Stored data:
• • • • •
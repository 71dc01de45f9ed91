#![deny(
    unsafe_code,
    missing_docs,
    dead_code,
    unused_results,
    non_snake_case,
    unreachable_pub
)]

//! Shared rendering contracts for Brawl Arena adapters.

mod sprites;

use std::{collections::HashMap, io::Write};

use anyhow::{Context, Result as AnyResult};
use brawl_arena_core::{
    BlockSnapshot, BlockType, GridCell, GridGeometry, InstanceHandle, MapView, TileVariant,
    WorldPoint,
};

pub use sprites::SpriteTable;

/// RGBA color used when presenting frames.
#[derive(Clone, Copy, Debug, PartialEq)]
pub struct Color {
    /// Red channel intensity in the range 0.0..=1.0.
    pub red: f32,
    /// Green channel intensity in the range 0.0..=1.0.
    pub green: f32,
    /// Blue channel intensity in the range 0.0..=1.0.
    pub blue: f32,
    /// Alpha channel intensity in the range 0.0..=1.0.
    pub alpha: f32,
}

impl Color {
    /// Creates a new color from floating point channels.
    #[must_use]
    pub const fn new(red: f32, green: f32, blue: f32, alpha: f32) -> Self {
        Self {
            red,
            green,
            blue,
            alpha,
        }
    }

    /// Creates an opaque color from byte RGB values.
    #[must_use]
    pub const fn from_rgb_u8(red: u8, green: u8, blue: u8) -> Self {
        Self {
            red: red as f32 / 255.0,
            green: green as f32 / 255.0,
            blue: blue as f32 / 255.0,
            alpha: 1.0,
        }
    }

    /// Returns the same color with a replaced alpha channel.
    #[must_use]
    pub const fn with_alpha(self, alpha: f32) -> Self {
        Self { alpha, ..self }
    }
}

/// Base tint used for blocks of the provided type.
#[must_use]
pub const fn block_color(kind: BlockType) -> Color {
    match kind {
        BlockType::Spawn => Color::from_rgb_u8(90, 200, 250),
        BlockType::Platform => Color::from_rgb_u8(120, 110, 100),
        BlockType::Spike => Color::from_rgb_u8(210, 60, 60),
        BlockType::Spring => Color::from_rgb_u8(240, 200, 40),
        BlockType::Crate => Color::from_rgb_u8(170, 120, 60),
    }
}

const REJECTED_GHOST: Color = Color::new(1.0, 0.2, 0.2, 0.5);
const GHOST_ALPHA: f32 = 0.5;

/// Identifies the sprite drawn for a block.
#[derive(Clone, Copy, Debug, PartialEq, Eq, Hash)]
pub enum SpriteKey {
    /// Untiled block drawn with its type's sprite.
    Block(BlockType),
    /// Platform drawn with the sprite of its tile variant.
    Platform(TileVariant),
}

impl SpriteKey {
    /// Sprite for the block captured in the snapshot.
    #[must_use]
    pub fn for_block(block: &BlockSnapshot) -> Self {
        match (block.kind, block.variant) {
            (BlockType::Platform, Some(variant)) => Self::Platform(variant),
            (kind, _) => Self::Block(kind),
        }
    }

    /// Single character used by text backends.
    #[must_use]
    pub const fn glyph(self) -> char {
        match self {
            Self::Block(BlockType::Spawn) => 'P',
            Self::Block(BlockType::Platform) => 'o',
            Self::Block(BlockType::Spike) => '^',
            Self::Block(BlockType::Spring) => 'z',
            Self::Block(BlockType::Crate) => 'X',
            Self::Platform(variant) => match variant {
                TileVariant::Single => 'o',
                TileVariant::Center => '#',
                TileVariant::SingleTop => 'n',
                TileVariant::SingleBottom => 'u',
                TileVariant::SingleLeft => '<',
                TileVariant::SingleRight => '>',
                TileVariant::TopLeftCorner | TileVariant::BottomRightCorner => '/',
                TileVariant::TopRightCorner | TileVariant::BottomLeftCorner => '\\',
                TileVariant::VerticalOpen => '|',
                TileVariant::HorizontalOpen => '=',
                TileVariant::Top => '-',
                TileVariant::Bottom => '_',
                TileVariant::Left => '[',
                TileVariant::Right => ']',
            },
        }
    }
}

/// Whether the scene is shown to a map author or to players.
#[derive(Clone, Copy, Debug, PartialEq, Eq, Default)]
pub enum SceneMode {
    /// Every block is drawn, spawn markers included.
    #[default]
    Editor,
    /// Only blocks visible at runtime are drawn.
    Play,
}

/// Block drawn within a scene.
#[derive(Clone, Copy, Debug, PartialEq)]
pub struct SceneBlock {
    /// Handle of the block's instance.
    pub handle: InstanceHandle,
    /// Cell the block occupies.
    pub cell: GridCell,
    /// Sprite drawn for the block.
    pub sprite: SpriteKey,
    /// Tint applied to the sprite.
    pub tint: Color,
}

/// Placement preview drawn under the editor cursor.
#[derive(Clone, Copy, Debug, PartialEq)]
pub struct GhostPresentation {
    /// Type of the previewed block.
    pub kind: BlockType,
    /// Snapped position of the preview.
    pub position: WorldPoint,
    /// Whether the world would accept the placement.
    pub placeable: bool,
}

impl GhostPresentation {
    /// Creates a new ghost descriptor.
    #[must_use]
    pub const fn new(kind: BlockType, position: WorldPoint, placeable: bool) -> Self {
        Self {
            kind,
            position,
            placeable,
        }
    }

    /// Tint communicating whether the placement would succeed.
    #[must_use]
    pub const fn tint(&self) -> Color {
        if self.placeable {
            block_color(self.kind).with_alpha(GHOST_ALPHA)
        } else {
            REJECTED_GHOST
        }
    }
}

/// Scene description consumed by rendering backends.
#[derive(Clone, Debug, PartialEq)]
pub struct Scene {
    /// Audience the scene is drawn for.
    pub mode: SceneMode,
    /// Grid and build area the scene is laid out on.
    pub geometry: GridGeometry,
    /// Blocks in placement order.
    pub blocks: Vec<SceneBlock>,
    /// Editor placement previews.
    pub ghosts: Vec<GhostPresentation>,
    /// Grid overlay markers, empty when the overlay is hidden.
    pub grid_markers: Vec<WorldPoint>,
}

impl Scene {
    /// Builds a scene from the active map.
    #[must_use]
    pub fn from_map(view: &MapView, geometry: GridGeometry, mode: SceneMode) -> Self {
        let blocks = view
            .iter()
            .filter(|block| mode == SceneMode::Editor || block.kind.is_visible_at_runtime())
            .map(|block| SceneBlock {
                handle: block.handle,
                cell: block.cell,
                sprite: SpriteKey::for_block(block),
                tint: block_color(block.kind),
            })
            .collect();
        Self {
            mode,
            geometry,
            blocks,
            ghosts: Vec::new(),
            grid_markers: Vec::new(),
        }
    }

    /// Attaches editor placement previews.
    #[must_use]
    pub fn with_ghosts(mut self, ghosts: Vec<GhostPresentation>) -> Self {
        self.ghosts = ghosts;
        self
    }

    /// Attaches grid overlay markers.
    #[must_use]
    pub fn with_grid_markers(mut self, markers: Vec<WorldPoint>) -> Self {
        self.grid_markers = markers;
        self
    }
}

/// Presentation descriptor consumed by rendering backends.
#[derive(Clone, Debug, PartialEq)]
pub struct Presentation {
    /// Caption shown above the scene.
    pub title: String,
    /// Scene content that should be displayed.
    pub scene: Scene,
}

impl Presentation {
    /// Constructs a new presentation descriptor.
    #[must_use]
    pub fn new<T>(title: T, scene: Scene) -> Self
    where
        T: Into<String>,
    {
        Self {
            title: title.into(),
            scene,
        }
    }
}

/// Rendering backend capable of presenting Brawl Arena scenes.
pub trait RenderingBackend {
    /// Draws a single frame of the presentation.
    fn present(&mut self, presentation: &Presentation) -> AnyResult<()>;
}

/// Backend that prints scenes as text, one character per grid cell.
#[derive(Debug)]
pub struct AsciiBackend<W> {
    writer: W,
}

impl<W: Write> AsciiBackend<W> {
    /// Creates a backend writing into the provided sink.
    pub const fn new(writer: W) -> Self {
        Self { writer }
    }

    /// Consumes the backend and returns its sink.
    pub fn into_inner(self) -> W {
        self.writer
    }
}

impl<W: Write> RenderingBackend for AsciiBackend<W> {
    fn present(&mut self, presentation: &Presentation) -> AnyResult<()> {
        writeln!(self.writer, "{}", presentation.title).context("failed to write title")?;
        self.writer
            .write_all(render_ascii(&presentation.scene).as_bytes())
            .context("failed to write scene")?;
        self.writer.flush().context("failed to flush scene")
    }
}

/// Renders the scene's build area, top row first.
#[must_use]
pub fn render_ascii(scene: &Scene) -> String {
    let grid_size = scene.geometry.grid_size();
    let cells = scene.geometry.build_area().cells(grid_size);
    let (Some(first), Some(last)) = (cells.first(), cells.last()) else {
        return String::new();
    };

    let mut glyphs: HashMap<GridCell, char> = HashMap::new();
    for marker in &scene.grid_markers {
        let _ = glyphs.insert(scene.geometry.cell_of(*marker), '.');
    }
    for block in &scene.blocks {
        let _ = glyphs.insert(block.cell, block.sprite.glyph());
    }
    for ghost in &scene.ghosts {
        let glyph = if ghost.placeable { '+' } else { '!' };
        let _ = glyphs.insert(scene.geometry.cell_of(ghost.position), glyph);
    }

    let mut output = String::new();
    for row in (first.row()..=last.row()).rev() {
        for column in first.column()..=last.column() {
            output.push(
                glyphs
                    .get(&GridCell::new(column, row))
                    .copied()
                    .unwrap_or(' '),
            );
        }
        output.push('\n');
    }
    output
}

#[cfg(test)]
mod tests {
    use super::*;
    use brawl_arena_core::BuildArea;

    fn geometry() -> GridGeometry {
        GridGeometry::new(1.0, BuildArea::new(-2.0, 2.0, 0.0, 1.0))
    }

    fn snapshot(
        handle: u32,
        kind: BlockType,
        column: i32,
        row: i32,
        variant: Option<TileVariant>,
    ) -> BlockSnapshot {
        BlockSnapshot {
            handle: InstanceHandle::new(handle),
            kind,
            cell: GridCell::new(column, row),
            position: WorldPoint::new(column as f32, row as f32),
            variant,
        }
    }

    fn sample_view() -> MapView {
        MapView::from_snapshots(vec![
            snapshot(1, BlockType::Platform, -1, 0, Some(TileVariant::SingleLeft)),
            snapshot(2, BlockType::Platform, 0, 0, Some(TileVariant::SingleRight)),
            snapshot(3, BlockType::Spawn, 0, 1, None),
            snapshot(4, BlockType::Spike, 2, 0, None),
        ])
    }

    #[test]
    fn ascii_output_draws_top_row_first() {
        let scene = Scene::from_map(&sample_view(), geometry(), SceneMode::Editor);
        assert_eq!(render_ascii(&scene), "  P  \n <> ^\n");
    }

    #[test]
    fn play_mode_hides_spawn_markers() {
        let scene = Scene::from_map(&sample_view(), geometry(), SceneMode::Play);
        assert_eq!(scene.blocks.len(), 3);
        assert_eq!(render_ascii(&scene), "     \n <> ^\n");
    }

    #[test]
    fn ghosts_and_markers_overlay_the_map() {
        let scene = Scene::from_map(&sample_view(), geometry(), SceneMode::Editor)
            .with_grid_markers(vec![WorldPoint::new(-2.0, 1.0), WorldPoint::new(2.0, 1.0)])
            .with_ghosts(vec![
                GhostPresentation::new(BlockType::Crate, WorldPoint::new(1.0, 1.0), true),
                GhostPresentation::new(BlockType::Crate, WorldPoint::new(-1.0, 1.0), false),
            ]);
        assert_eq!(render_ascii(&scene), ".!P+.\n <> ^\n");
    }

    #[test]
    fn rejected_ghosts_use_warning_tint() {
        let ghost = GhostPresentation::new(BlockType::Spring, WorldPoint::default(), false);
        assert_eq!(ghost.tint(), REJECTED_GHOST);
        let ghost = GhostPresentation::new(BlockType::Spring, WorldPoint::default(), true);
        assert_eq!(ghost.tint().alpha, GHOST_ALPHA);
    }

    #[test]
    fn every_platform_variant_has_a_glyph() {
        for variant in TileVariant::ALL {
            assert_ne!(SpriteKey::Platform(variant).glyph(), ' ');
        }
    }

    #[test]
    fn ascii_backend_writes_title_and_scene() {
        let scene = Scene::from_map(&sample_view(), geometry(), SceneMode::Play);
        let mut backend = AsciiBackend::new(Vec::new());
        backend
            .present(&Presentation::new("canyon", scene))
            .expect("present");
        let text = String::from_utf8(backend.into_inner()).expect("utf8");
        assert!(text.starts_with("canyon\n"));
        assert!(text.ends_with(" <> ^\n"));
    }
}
• • • • •
### Task to complete
Filter the records for lines containing the word "GhostPresentation" and copy each one.

### Solved exercise
pub struct GhostPresentation {
impl GhostPresentation {
    pub ghosts: Vec<GhostPresentation>,
    pub fn with_ghosts(mut self, ghosts: Vec<GhostPresentation>) -> Self {
                GhostPresentation::new(BlockType::Crate, WorldPoint::new(1.0, 1.0), true),
                GhostPresentation::new(BlockType::Crate, WorldPoint::new(-1.0, 1.0), false),
        let ghost = GhostPresentation::new(BlockType::Spring, WorldPoint::default(), false);
        let ghost = GhostPresentation::new(BlockType::Spring, WorldPoint::default(), true);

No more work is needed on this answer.